* Exercise brief:
The lines to find are those in the entries that hold the word "Self"; copy every one of them.

[Stored items from a collection]
== Segment start ==
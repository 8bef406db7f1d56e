//! 排序与截断

use crate::utils::value::{compare_scalars, is_blank};
use crate::Record;
use serde::{Deserialize, Serialize};
use std::cmp::Ordering;

#[derive(Debug, Clone, Copy, PartialEq, Eq, Default, Serialize, Deserialize)]
#[serde(rename_all = "lowercase")]
pub enum SortOrder {
    #[default]
    Asc,
    Desc,
}

/// 排序条件
#[derive(Debug, Clone, PartialEq, Eq, Serialize, Deserialize)]
pub struct SortBy {
    pub column: String,
    #[serde(default)]
    pub order: SortOrder,
}

impl SortBy {
    pub fn asc(column: impl Into<String>) -> Self {
        Self {
            column: column.into(),
            order: SortOrder::Asc,
        }
    }

    pub fn desc(column: impl Into<String>) -> Self {
        Self {
            column: column.into(),
            order: SortOrder::Desc,
        }
    }
}

/// 两行在排序列上的比较
///
/// 缺失值无论升降序都排在最后。
pub fn compare_rows(a: &Record, b: &Record, sort_by: &SortBy) -> Ordering {
    let left = a.get(&sort_by.column);
    let right = b.get(&sort_by.column);

    match (is_blank(left), is_blank(right)) {
        (true, true) => Ordering::Equal,
        (true, false) => Ordering::Greater,
        (false, true) => Ordering::Less,
        (false, false) => match (left, right) {
            (Some(l), Some(r)) => {
                let ord = compare_scalars(l, r);
                match sort_by.order {
                    SortOrder::Asc => ord,
                    SortOrder::Desc => ord.reverse(),
                }
            }
            _ => Ordering::Equal,
        },
    }
}

/// 稳定排序
pub fn sort_rows(rows: &mut [Record], sort_by: &SortBy) {
    rows.sort_by(|a, b| compare_rows(a, b, sort_by));
}

/// 截断；`None` 或 0 表示不限制
pub fn apply_limit(rows: &mut Vec<Record>, limit: Option<usize>) {
    if let Some(n) = limit.filter(|n| *n > 0) {
        rows.truncate(n);
    }
}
== Segment end ==
* Output below:
    pub fn asc(column: impl Into<String>) -> Self {
        Self {
    pub fn desc(column: impl Into<String>) -> Self {
        Self {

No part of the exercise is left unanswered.